Work item:
Write the listing below again, word for word.

Supplied data:
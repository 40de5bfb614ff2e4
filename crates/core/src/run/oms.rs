//! Run probe backed by the OMS run registry REST API.

use async_trait::async_trait;
use chrono::{DateTime, Utc};
use reqwest::Client;
use serde::Deserialize;
use std::time::Duration;
use tracing::debug;

use super::config::OmsProbeConfig;
use super::probe::{ProbeError, RunStatusProbe};
use super::types::{DetectedRun, Run, RunStatus};

#[derive(Debug, Deserialize)]
struct OmsResponse {
    #[serde(default)]
    data: Vec<OmsRecord>,
}

#[derive(Debug, Deserialize)]
struct OmsRecord {
    attributes: OmsRunAttributes,
}

#[derive(Debug, Clone, Deserialize)]
struct OmsRunAttributes {
    run_number: Option<u64>,
    last_lumisection_number: Option<u64>,
    start_time: Option<DateTime<Utc>>,
    /// Null while the run is still taking data.
    end_time: Option<String>,
}

/// Queries the run registry for the most recent run.
pub struct OmsRunProbe {
    client: Client,
    config: OmsProbeConfig,
}

impl OmsRunProbe {
    pub fn new(config: OmsProbeConfig) -> Result<Self, ProbeError> {
        let client = Client::builder()
            .timeout(Duration::from_secs(config.timeout_secs as u64))
            .danger_accept_invalid_certs(config.accept_invalid_certs)
            .build()
            .map_err(|e| ProbeError::Request(format!("failed to create HTTP client: {}", e)))?;

        Ok(Self { client, config })
    }

    fn runs_url(&self) -> String {
        format!(
            "{}/{}/runs",
            self.config.url.trim_end_matches('/'),
            self.config.api_version
        )
    }

    fn latest_run_url(&self) -> String {
        format!("{}?sort=-run_number&page[offset]=0&page[limit]=1", self.runs_url())
    }

    fn run_url(&self, run_id: &str) -> String {
        format!(
            "{}?filter[run_number][EQ]={}&page[offset]=0&page[limit]=1",
            self.runs_url(),
            run_id
        )
    }

    fn to_detected(&self, run_number: u64, attrs: &OmsRunAttributes) -> DetectedRun {
        let id = run_number.to_string();
        let location = self
            .config
            .location_template
            .replace("{run_path}", &run_path(&id))
            .replace("{run}", &id);

        DetectedRun {
            working_dir: self.config.work_root.join(format!("run{}", id)),
            id,
            location,
            started_at: attrs.start_time,
        }
    }

    async fn fetch(&self, url: &str) -> Result<Option<OmsRunAttributes>, ProbeError> {
        debug!(url, "Querying run registry");
        let response = self.client.get(url).send().await.map_err(|e| {
            if e.is_timeout() {
                ProbeError::Timeout
            } else {
                ProbeError::Request(e.to_string())
            }
        })?;

        if !response.status().is_success() {
            return Err(ProbeError::Request(format!(
                "registry returned status {}",
                response.status()
            )));
        }

        let body = response
            .text()
            .await
            .map_err(|e| ProbeError::Request(e.to_string()))?;
        parse_first_run(&body)
    }
}

/// Run directory segment used in storage paths: `398348` -> `398/348`.
pub fn run_path(run_id: &str) -> String {
    if run_id.len() == 6 && run_id.bytes().all(|b| b.is_ascii_digit()) {
        format!("{}/{}", &run_id[..3], &run_id[3..])
    } else {
        run_id.to_string()
    }
}

fn parse_first_run(body: &str) -> Result<Option<OmsRunAttributes>, ProbeError> {
    let response: OmsResponse =
        serde_json::from_str(body).map_err(|e| ProbeError::InvalidResponse(e.to_string()))?;
    Ok(response.data.into_iter().next().map(|r| r.attributes))
}

#[async_trait]
impl RunStatusProbe for OmsRunProbe {
    fn name(&self) -> &str {
        "oms"
    }

    async fn detect(&self) -> Result<Vec<DetectedRun>, ProbeError> {
        let Some(attrs) = self.fetch(&self.latest_run_url()).await? else {
            debug!("No run information found in registry");
            return Ok(vec![]);
        };
        let run_number = attrs
            .run_number
            .ok_or_else(|| ProbeError::InvalidResponse("run_number missing".to_string()))?;

        if attrs.end_time.is_some() {
            debug!(run = run_number, "Most recent run has already ended");
            return Ok(vec![]);
        }

        Ok(vec![self.to_detected(run_number, &attrs)])
    }

    async fn status(&self, run: &Run) -> Result<RunStatus, ProbeError> {
        let attrs = self
            .fetch(&self.run_url(&run.id))
            .await?
            .ok_or_else(|| ProbeError::RunNotFound(run.id.clone()))?;

        Ok(RunStatus {
            run_id: run.id.clone(),
            last_unit_seen: attrs.last_lumisection_number,
            still_active: attrs.end_time.is_none(),
        })
    }
}

#[cfg(test)]
mod tests {
    use super::*;
    use std::path::PathBuf;

    fn probe() -> OmsRunProbe {
        OmsRunProbe::new(OmsProbeConfig {
            url: "https://cmsoms.cms/agg/api/".to_string(),
            api_version: "v1".to_string(),
            location_template: "/eos/cms/store/data/Express-v1/000/{run_path}/00000".to_string(),
            work_root: PathBuf::from("/tmp/ngt_mm"),
            timeout_secs: 5,
            accept_invalid_certs: true,
        })
        .unwrap()
    }

    #[test]
    fn test_run_path() {
        assert_eq!(run_path("398348"), "398/348");
        assert_eq!(run_path("12345"), "12345");
        assert_eq!(run_path("abcdef"), "abcdef");
    }

    #[test]
    fn test_urls() {
        let probe = probe();
        assert_eq!(
            probe.latest_run_url(),
            "https://cmsoms.cms/agg/api/v1/runs?sort=-run_number&page[offset]=0&page[limit]=1"
        );
        assert!(probe.run_url("398348").contains("filter[run_number][EQ]=398348"));
    }

    #[test]
    fn test_parse_running_run() {
        let body = r#"{"data": [{"id": "398348", "attributes": {
            "run_number": 398348,
            "last_lumisection_number": 187,
            "start_time": "2025-09-20T10:00:00Z",
            "end_time": null
        }}]}"#;
        let attrs = parse_first_run(body).unwrap().unwrap();
        assert_eq!(attrs.run_number, Some(398348));
        assert_eq!(attrs.last_lumisection_number, Some(187));
        assert!(attrs.end_time.is_none());

        let detected = probe().to_detected(398348, &attrs);
        assert_eq!(detected.location, "/eos/cms/store/data/Express-v1/000/398/348/00000");
        assert_eq!(detected.working_dir, PathBuf::from("/tmp/ngt_mm/run398348"));
        assert!(detected.started_at.is_some());
    }

    #[test]
    fn test_parse_empty_and_invalid() {
        assert!(parse_first_run(r#"{"data": []}"#).unwrap().is_none());
        assert!(parse_first_run(r#"{}"#).unwrap().is_none());
        assert!(matches!(
            parse_first_run("<html>"),
            Err(ProbeError::InvalidResponse(_))
        ));
    }
}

Task output:
repository 40de5bfb614ff2e4
filename crates/core/src/run/oms.rs
//! Run probe backed by the OMS run registry REST API.

use async_trait::async_trait;
use chrono::{DateTime, Utc};
use reqwest::Client;
use serde::Deserialize;
use std::time::Duration;
use tracing::debug;

use super::config::OmsProbeConfig;
use super::probe::{ProbeError, RunStatusProbe};
use super::types::{DetectedRun, Run, RunStatus};

#[derive(Debug, Deserialize)]
struct OmsResponse {
    #[serde(default)]
    data: Vec<OmsRecord>,
}

#[derive(Debug, Deserialize)]
struct OmsRecord {
    attributes: OmsRunAttributes,
}

#[derive(Debug, Clone, Deserialize)]
struct OmsRunAttributes {
    run_number: Option<u64>,
    last_lumisection_number: Option<u64>,
    start_time: Option<DateTime<Utc>>,
    /// Null while the run is still taking data.
    end_time: Option<String>,
}

/// Queries the run registry for the most recent run.
pub struct OmsRunProbe {
    client: Client,
    config: OmsProbeConfig,
}

impl OmsRunProbe {
    pub fn new(config: OmsProbeConfig) -> Result<Self, ProbeError> {
        let client = Client::builder()
            .timeout(Duration::from_secs(config.timeout_secs as u64))
            .danger_accept_invalid_certs(config.accept_invalid_certs)
            .build()
            .map_err(|e| ProbeError::Request(format!("failed to create HTTP client: {}", e)))?;

        Ok(Self { client, config })
    }

    fn runs_url(&self) -> String {
        format!(
            "{}/{}/runs",
            self.config.url.trim_end_matches('/'),
            self.config.api_version
        )
    }

    fn latest_run_url(&self) -> String {
        format!("{}?sort=-run_number&page[offset]=0&page[limit]=1", self.runs_url())
    }

    fn run_url(&self, run_id: &str) -> String {
        format!(
            "{}?filter[run_number][EQ]={}&page[offset]=0&page[limit]=1",
            self.runs_url(),
            run_id
        )
    }

    fn to_detected(&self, run_number: u64, attrs: &OmsRunAttributes) -> DetectedRun {
        let id = run_number.to_string();
        let location = self
            .config
            .location_template
            .replace("{run_path}", &run_path(&id))
            .replace("{run}", &id);

        DetectedRun {
            working_dir: self.config.work_root.join(format!("run{}", id)),
            id,
            location,
            started_at: attrs.start_time,
        }
    }

    async fn fetch(&self, url: &str) -> Result<Option<OmsRunAttributes>, ProbeError> {
        debug!(url, "Querying run registry");
        let response = self.client.get(url).send().await.map_err(|e| {
            if e.is_timeout() {
                ProbeError::Timeout
            } else {
                ProbeError::Request(e.to_string())
            }
        })?;

        if !response.status().is_success() {
            return Err(ProbeError::Request(format!(
                "registry returned status {}",
                response.status()
            )));
        }

        let body = response
            .text()
            .await
            .map_err(|e| ProbeError::Request(e.to_string()))?;
        parse_first_run(&body)
    }
}

/// Run directory segment used in storage paths: `398348` -> `398/348`.
pub fn run_path(run_id: &str) -> String {
    if run_id.len() == 6 && run_id.bytes().all(|b| b.is_ascii_digit()) {
        format!("{}/{}", &run_id[..3], &run_id[3..])
    } else {
        run_id.to_string()
    }
}

fn parse_first_run(body: &str) -> Result<Option<OmsRunAttributes>, ProbeError> {
    let response: OmsResponse =
        serde_json::from_str(body).map_err(|e| ProbeError::InvalidResponse(e.to_string()))?;
    Ok(response.data.into_iter().next().map(|r| r.attributes))
}

#[async_trait]
impl RunStatusProbe for OmsRunProbe {
    fn name(&self) -> &str {
        "oms"
    }

    async fn detect(&self) -> Result<Vec<DetectedRun>, ProbeError> {
        let Some(attrs) = self.fetch(&self.latest_run_url()).await? else {
            debug!("No run information found in registry");
            return Ok(vec![]);
        };
        let run_number = attrs
            .run_number
            .ok_or_else(|| ProbeError::InvalidResponse("run_number missing".to_string()))?;

        if attrs.end_time.is_some() {
            debug!(run = run_number, "Most recent run has already ended");
            return Ok(vec![]);
        }

        Ok(vec![self.to_detected(run_number, &attrs)])
    }

    async fn status(&self, run: &Run) -> Result<RunStatus, ProbeError> {
        let attrs = self
            .fetch(&self.run_url(&run.id))
            .await?
            .ok_or_else(|| ProbeError::RunNotFound(run.id.clone()))?;

        Ok(RunStatus {
            run_id: run.id.clone(),
            last_unit_seen: attrs.last_lumisection_number,
            still_active: attrs.end_time.is_none(),
        })
    }
}

#[cfg(test)]
mod tests {
    use super::*;
    use std::path::PathBuf;

    fn probe() -> OmsRunProbe {
        OmsRunProbe::new(OmsProbeConfig {
            url: "https://cmsoms.cms/agg/api/".to_string(),
            api_version: "v1".to_string(),
            location_template: "/eos/cms/store/data/Express-v1/000/{run_path}/00000".to_string(),
            work_root: PathBuf::from("/tmp/ngt_mm"),
            timeout_secs: 5,
            accept_invalid_certs: true,
        })
        .unwrap()
    }

    #[test]
    fn test_run_path() {
        assert_eq!(run_path("398348"), "398/348");
        assert_eq!(run_path("12345"), "12345");
        assert_eq!(run_path("abcdef"), "abcdef");
    }

    #[test]
    fn test_urls() {
        let probe = probe();
        assert_eq!(
            probe.latest_run_url(),
            "https://cmsoms.cms/agg/api/v1/runs?sort=-run_number&page[offset]=0&page[limit]=1"
        );
        assert!(probe.run_url("398348").contains("filter[run_number][EQ]=398348"));
    }

    #[test]
    fn test_parse_running_run() {
        let body = r#"{"data": [{"id": "398348", "attributes": {
            "run_number": 398348,
            "last_lumisection_number": 187,
            "start_time": "2025-09-20T10:00:00Z",
            "end_time": null
        }}]}"#;
        let attrs = parse_first_run(body).unwrap().unwrap();
        assert_eq!(attrs.run_number, Some(398348));
        assert_eq!(attrs.last_lumisection_number, Some(187));
        assert!(attrs.end_time.is_none());

        let detected = probe().to_detected(398348, &attrs);
        assert_eq!(detected.location, "/eos/cms/store/data/Express-v1/000/398/348/00000");
        assert_eq!(detected.working_dir, PathBuf::from("/tmp/ngt_mm/run398348"));
        assert!(detected.started_at.is_some());
    }

    #[test]
    fn test_parse_empty_and_invalid() {
        assert!(parse_first_run(r#"{"data": []}"#).unwrap().is_none());
        assert!(parse_first_run(r#"{}"#).unwrap().is_none());
        assert!(matches!(
            parse_first_run("<html>"),
            Err(ProbeError::InvalidResponse(_))
        ));
    }
}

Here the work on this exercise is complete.